Given an integer array nums and an integer k, return _the number of pairs_ (i, j) _where_ i < j _such that_ |nums[i] - nums[j]| == k.

The value of |x| is defined as:

• x if x >= 0.
• -x if x < 0.

 

Example 1:

Input: nums = [1,2,2,1], k = 1
Output: 4
Explanation: The pairs with an absolute difference of 1 are:
- [1,2,2,1]
- [1,2,2,1]
- [1,2,2,1]
- [1,2,2,1]

Example 2:

Input: nums = [1,3], k = 3
Output: 0
Explanation: There are no pairs with an absolute difference of 3.

Example 3:

Input: nums = [3,2,1,5,4], k = 2
Output: 3
Explanation: The pairs with an absolute difference of 2 are:
- [3,2,1,5,4]
- [3,2,1,5,4]
- [3,2,1,5,4]

 

Constraints:

• 1 <= nums.length <= 200
• 1 <= nums[i] <= 100
• 1 <= k <= 99

Solutions

Solution 1: Brute Force Enumeration

We notice that the length of the array $nums$ does not exceed $200$, so we can enumerate all pairs $(i, j)$, where $i < j$, and check if $|nums[i] - nums[j]|$ equals $k$. If it does, we increment the answer by one.

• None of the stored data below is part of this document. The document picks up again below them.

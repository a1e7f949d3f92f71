//! SQLite-backed campaign store using sqlx.

use {
    async_trait::async_trait,
    sqlx::{Row, SqlitePool, sqlite::SqliteRow},
};

use crate::{
    error::Result,
    store::CampaignStore,
    types::{
        Campaign, CampaignStatus, CampaignSummary, DelaySpeed, Recipient, RecipientStatus,
        SendingMode, StatusCounts,
    },
};

/// SQLite-backed persistence for campaigns and recipients.
pub struct SqliteCampaignStore {
    pool: SqlitePool,
}

impl SqliteCampaignStore {
    /// Create a store using an existing pool (migrations must already be run).
    ///
    /// Call [`crate::run_migrations`] before using this constructor.
    pub fn with_pool(pool: SqlitePool) -> Self {
        Self { pool }
    }
}

fn row_to_campaign(row: &SqliteRow) -> Result<Campaign> {
    let parts_json: String = row.get("message_parts");
    let status: String = row.get("status");
    let speed: String = row.get("delay_speed");
    let mode: String = row.get("sending_mode");
    Ok(Campaign {
        id: row.get("id"),
        owner_id: row.get("owner_id"),
        channel_id: row.get("channel_id"),
        name: row.get("name"),
        parts: serde_json::from_str(&parts_json)?,
        use_placeholders: row.get::<i64, _>("use_placeholders") != 0,
        delay_speed: DelaySpeed::parse(&speed),
        delay_from_secs: row.get::<i64, _>("delay_from_seconds") as u32,
        delay_to_secs: row.get::<i64, _>("delay_to_seconds") as u32,
        sending_mode: SendingMode::parse(&mode),
        status: CampaignStatus::parse(&status)?,
        created_at_ms: row.get("created_at_ms"),
    })
}

fn row_to_recipient(row: &SqliteRow) -> Result<Recipient> {
    let status: String = row.get("status");
    Ok(Recipient {
        id: row.get("id"),
        campaign_id: row.get("campaign_id"),
        address: row.get("address"),
        status: RecipientStatus::parse(&status)?,
        log_message: row.get("log_message"),
        sent_at_ms: row.get("sent_at_ms"),
    })
}

#[async_trait]
impl CampaignStore for SqliteCampaignStore {
    async fn create(&self, campaign: &Campaign, addresses: &[String]) -> Result<()> {
        let parts = serde_json::to_string(&campaign.parts)?;
        let mut tx = self.pool.begin().await?;
        sqlx::query(
            "INSERT INTO campaigns (id, owner_id, channel_id, name, message_parts, \
             use_placeholders, delay_speed, delay_from_seconds, delay_to_seconds, sending_mode, \
             status, created_at_ms)
             VALUES (?, ?, ?, ?, ?, ?, ?, ?, ?, ?, ?, ?)",
        )
        .bind(&campaign.id)
        .bind(&campaign.owner_id)
        .bind(&campaign.channel_id)
        .bind(&campaign.name)
        .bind(&parts)
        .bind(i64::from(campaign.use_placeholders))
        .bind(campaign.delay_speed.as_str())
        .bind(i64::from(campaign.delay_from_secs))
        .bind(i64::from(campaign.delay_to_secs))
        .bind(campaign.sending_mode.as_str())
        .bind(campaign.status.as_str())
        .bind(campaign.created_at_ms)
        .execute(&mut *tx)
        .await?;

        for address in addresses {
            sqlx::query(
                "INSERT INTO campaign_recipients (campaign_id, address, status) VALUES (?, ?, 'pending')",
            )
            .bind(&campaign.id)
            .bind(address)
            .execute(&mut *tx)
            .await?;
        }

        tx.commit().await?;
        Ok(())
    }

    async fn get_for_owner(&self, id: &str, owner_id: &str) -> Result<Option<Campaign>> {
        let row = sqlx::query("SELECT * FROM campaigns WHERE id = ? AND owner_id = ?")
            .bind(id)
            .bind(owner_id)
            .fetch_optional(&self.pool)
            .await?;
        row.as_ref().map(row_to_campaign).transpose()
    }

    async fn list_for_owner(&self, owner_id: &str) -> Result<Vec<CampaignSummary>> {
        let rows = sqlx::query(
            "SELECT c.id, c.name, c.channel_id, c.status, c.created_at_ms,
                    (SELECT COUNT(*) FROM campaign_recipients r WHERE r.campaign_id = c.id) AS total,
                    (SELECT COUNT(*) FROM campaign_recipients r WHERE r.campaign_id = c.id AND r.status = 'sent') AS sent
             FROM campaigns c
             WHERE c.owner_id = ?
             ORDER BY c.created_at_ms DESC",
        )
        .bind(owner_id)
        .fetch_all(&self.pool)
        .await?;

        let mut summaries = Vec::with_capacity(rows.len());
        for row in rows {
            let status: String = row.get("status");
            summaries.push(CampaignSummary {
                id: row.get("id"),
                name: row.get("name"),
                channel_id: row.get("channel_id"),
                status: CampaignStatus::parse(&status)?,
                created_at_ms: row.get("created_at_ms"),
                total_recipients: row.get("total"),
                sent_recipients: row.get("sent"),
            });
        }
        Ok(summaries)
    }

    async fn status(&self, id: &str) -> Result<Option<CampaignStatus>> {
        let row = sqlx::query("SELECT status FROM campaigns WHERE id = ?")
            .bind(id)
            .fetch_optional(&self.pool)
            .await?;
        row.map(|r| {
            let status: String = r.get("status");
            CampaignStatus::parse(&status)
        })
        .transpose()
    }

    async fn set_status(&self, id: &str, status: CampaignStatus) -> Result<()> {
        sqlx::query("UPDATE campaigns SET status = ? WHERE id = ?")
            .bind(status.as_str())
            .bind(id)
            .execute(&self.pool)
            .await?;
        Ok(())
    }

    async fn try_mark_running(&self, id: &str) -> Result<bool> {
        // Single conditional UPDATE: the startable-state check and the
        // one-running-campaign-per-channel rule are evaluated atomically with
        // the write, so two concurrent starts cannot both win.
        let result = sqlx::query(
            "UPDATE campaigns SET status = 'running'
             WHERE id = ?
               AND status IN ('draft', 'paused', 'stopped')
               AND NOT EXISTS (
                   SELECT 1 FROM campaigns other
                   WHERE other.channel_id = campaigns.channel_id
                     AND other.status = 'running'
               )",
        )
        .bind(id)
        .execute(&self.pool)
        .await?;
        Ok(result.rows_affected() == 1)
    }

    async fn delete(&self, id: &str) -> Result<()> {
        sqlx::query("DELETE FROM campaign_recipients WHERE campaign_id = ?")
            .bind(id)
            .execute(&self.pool)
            .await?;
        sqlx::query("DELETE FROM campaigns WHERE id = ?")
            .bind(id)
            .execute(&self.pool)
            .await?;
        Ok(())
    }

    async fn pending_recipients(&self, campaign_id: &str) -> Result<Vec<Recipient>> {
        let rows = sqlx::query(
            "SELECT * FROM campaign_recipients WHERE campaign_id = ? AND status = 'pending' \
             ORDER BY id ASC",
        )
        .bind(campaign_id)
        .fetch_all(&self.pool)
        .await?;
        rows.iter().map(row_to_recipient).collect()
    }

    async fn recipients(&self, campaign_id: &str) -> Result<Vec<Recipient>> {
        let rows =
            sqlx::query("SELECT * FROM campaign_recipients WHERE campaign_id = ? ORDER BY id ASC")
                .bind(campaign_id)
                .fetch_all(&self.pool)
                .await?;
        rows.iter().map(row_to_recipient).collect()
    }

    async fn mark_recipients_failed(
        &self,
        campaign_id: &str,
        recipient_ids: &[i64],
        log_message: &str,
    ) -> Result<()> {
        let mut tx = self.pool.begin().await?;
        for id in recipient_ids {
            sqlx::query(
                "UPDATE campaign_recipients SET status = 'failed', log_message = ? \
                 WHERE id = ? AND campaign_id = ?",
            )
            .bind(log_message)
            .bind(id)
            .bind(campaign_id)
            .execute(&mut *tx)
            .await?;
        }
        tx.commit().await?;
        Ok(())
    }

    async fn mark_recipient_sent(
        &self,
        recipient_id: i64,
        log_message: &str,
        sent_at_ms: i64,
    ) -> Result<()> {
        sqlx::query(
            "UPDATE campaign_recipients SET status = 'sent', log_message = ?, sent_at_ms = ? \
             WHERE id = ?",
        )
        .bind(log_message)
        .bind(sent_at_ms)
        .bind(recipient_id)
        .execute(&self.pool)
        .await?;
        Ok(())
    }

    async fn mark_recipient_failed(&self, recipient_id: i64, log_message: &str) -> Result<()> {
        sqlx::query("UPDATE campaign_recipients SET status = 'failed', log_message = ? WHERE id = ?")
            .bind(log_message)
            .bind(recipient_id)
            .execute(&self.pool)
            .await?;
        Ok(())
    }

    async fn status_counts(&self, campaign_id: &str) -> Result<StatusCounts> {
        let row = sqlx::query(
            "SELECT
                COUNT(*) FILTER (WHERE status = 'pending') AS pending,
                COUNT(*) FILTER (WHERE status = 'sent') AS sent,
                COUNT(*) FILTER (WHERE status = 'failed') AS failed
             FROM campaign_recipients WHERE campaign_id = ?",
        )
        .bind(campaign_id)
        .fetch_one(&self.pool)
        .await?;
        Ok(StatusCounts {
            pending: row.get("pending"),
            sent: row.get("sent"),
            failed: row.get("failed"),
        })
    }
}

#[allow(clippy::unwrap_used, clippy::expect_used)]
#[cfg(test)]
mod tests {
    use super::*;

    async fn make_store() -> SqliteCampaignStore {
        let pool = SqlitePool::connect("sqlite::memory:").await.unwrap();
        crate::run_migrations(&pool).await.unwrap();
        SqliteCampaignStore::with_pool(pool)
    }

    fn make_campaign(id: &str, channel: &str) -> Campaign {
        Campaign {
            id: id.into(),
            owner_id: "alice".into(),
            channel_id: channel.into(),
            name: format!("campaign {id}"),
            parts: vec![crate::types::MessagePart::Text {
                content: "Hello {{name}}".into(),
            }],
            use_placeholders: true,
            delay_speed: DelaySpeed::Medium,
            delay_from_secs: 5,
            delay_to_secs: 10,
            sending_mode: SendingMode::Internal,
            status: CampaignStatus::Draft,
            created_at_ms: 1000,
        }
    }

    fn addresses(n: usize) -> Vec<String> {
        (0..n).map(|i| format!("551199999000{i}")).collect()
    }

    #[tokio::test]
    async fn create_round_trips_campaign_and_recipients() {
        let store = make_store().await;
        store
            .create(&make_campaign("c1", "ch1"), &addresses(3))
            .await
            .unwrap();

        let campaign = store.get_for_owner("c1", "alice").await.unwrap().unwrap();
        assert_eq!(campaign.status, CampaignStatus::Draft);
        assert_eq!(campaign.parts.len(), 1);
        assert_eq!(campaign.delay_speed, DelaySpeed::Medium);

        let recipients = store.recipients("c1").await.unwrap();
        assert_eq!(recipients.len(), 3);
        assert!(recipients.iter().all(|r| r.status == RecipientStatus::Pending));
        // Ascending id order is the processing order.
        assert!(recipients.windows(2).all(|w| w[0].id < w[1].id));
    }

    #[tokio::test]
    async fn ownership_scoping_hides_foreign_campaigns() {
        let store = make_store().await;
        store
            .create(&make_campaign("c1", "ch1"), &addresses(1))
            .await
            .unwrap();
        assert!(store.get_for_owner("c1", "bob").await.unwrap().is_none());
    }

    #[tokio::test]
    async fn try_mark_running_wins_once_per_channel() {
        let store = make_store().await;
        store
            .create(&make_campaign("c1", "ch1"), &addresses(1))
            .await
            .unwrap();
        store
            .create(&make_campaign("c2", "ch1"), &addresses(1))
            .await
            .unwrap();

        assert!(store.try_mark_running("c1").await.unwrap());
        // Same channel: second start must lose.
        assert!(!store.try_mark_running("c2").await.unwrap());
        assert_eq!(
            store.status("c2").await.unwrap().unwrap(),
            CampaignStatus::Draft
        );
    }

    #[tokio::test]
    async fn try_mark_running_allows_different_channels() {
        let store = make_store().await;
        store
            .create(&make_campaign("c1", "ch1"), &addresses(1))
            .await
            .unwrap();
        store
            .create(&make_campaign("c2", "ch2"), &addresses(1))
            .await
            .unwrap();

        assert!(store.try_mark_running("c1").await.unwrap());
        assert!(store.try_mark_running("c2").await.unwrap());
    }

    #[tokio::test]
    async fn try_mark_running_rejects_terminal_states() {
        let store = make_store().await;
        store
            .create(&make_campaign("c1", "ch1"), &addresses(1))
            .await
            .unwrap();
        store
            .set_status("c1", CampaignStatus::Completed)
            .await
            .unwrap();
        assert!(!store.try_mark_running("c1").await.unwrap());
    }

    #[tokio::test]
    async fn recipient_updates_and_counts_keep_invariant() {
        let store = make_store().await;
        store
            .create(&make_campaign("c1", "ch1"), &addresses(4))
            .await
            .unwrap();
        let recipients = store.recipients("c1").await.unwrap();

        store
            .mark_recipient_sent(recipients[0].id, "Sent successfully.", 2000)
            .await
            .unwrap();
        store
            .mark_recipients_failed("c1", &[recipients[1].id], "Not a valid WhatsApp number")
            .await
            .unwrap();

        let counts = store.status_counts("c1").await.unwrap();
        assert_eq!(counts.sent, 1);
        assert_eq!(counts.failed, 1);
        assert_eq!(counts.pending, 2);
        assert_eq!(counts.total(), 4);

        let pending = store.pending_recipients("c1").await.unwrap();
        assert_eq!(pending.len(), 2);

        let failed = store
            .recipients("c1")
            .await
            .unwrap()
            .into_iter()
            .find(|r| r.id == recipients[1].id)
            .unwrap();
        assert_eq!(failed.log_message.as_deref(), Some("Not a valid WhatsApp number"));
    }

    #[tokio::test]
    async fn list_reports_progress_counts() {
        let store = make_store().await;
        store
            .create(&make_campaign("c1", "ch1"), &addresses(2))
            .await
            .unwrap();
        let recipients = store.recipients("c1").await.unwrap();
        store
            .mark_recipient_sent(recipients[0].id, "Sent successfully.", 2000)
            .await
            .unwrap();

        let list = store.list_for_owner("alice").await.unwrap();
        assert_eq!(list.len(), 1);
        assert_eq!(list[0].total_recipients, 2);
        assert_eq!(list[0].sent_recipients, 1);
    }

    #[tokio::test]
    async fn delete_removes_campaign_and_recipients() {
        let store = make_store().await;
        store
            .create(&make_campaign("c1", "ch1"), &addresses(2))
            .await
            .unwrap();
        store.delete("c1").await.unwrap();
        assert!(store.get_for_owner("c1", "alice").await.unwrap().is_none());
        assert!(store.recipients("c1").await.unwrap().is_empty());
    }
}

Finally, we return the answer.

The time complexity is $O(n^2)$, and the space complexity is $O(1)$. Here, $n$ is the length of the array $nums$.

class Solution:
  def countKDifference(self, nums: List[int], k: int) -> int:
    n = len(nums)
    return sum(
      abs(nums[i] - nums[j]) == k for i in range(n) for j in range(i + 1, n)
    )

class Solution {
  public int countKDifference(int[] nums, int k) {
    int ans = 0;
    for (int i = 0, n = nums.length; i < n; ++i) {
      for (int j = i + 1; j < n; ++j) {
        if (Math.abs(nums[i] - nums[j]) == k) {
          ++ans;
        }
      }
    }
    return ans;
  }
}

class Solution {
public:
  int countKDifference(vector<int>& nums, int k) {
    int n = nums.size();
    int ans = 0;
    for (int i = 0; i < n; ++i) {
      for (int j = i + 1; j < n; ++j) {
        ans += abs(nums[i] - nums[j]) == k;
      }
    }
    return ans;
  }
};

func countKDifference(nums []int, k int) int {
  n := len(nums)
  ans := 0
  for i := 0; i < n; i++ {
    for j := i + 1; j < n; j++ {
      if abs(nums[i]-nums[j]) == k {
        ans++
      }
    }
  }
  return ans
}

func abs(x int) int {
  if x > 0 {
    return x
  }
  return -x
}

function countKDifference(nums: number[], k: number): number {
  let ans = 0;
  let cnt = new Map();
  for (let num of nums) {
    ans += (cnt.get(num - k) || 0) + (cnt.get(num + k) || 0);
    cnt.set(num, (cnt.get(num) || 0) + 1);
  }
  return ans;
}

impl Solution {
  pub fn count_k_difference(nums: Vec<i32>, k: i32) -> i32 {
    let mut res = 0;
    let n = nums.len();
    for i in 0..n - 1 {
      for j in i..n {
        if (nums[i] - nums[j]).abs() == k {
          res += 1;
        }
      }
    }
    res
  }
}

Solution 2: Hash Table or Array

We can use a hash table or array to record the occurrence count of each number in the array $nums$. Then, we enumerate each number $x$ in the array $nums$, and check if $x + k$ and $x - k$ are in the array $nums$. If they are, we increment the answer by the sum of the occurrence counts of $x + k$ and $x - k$.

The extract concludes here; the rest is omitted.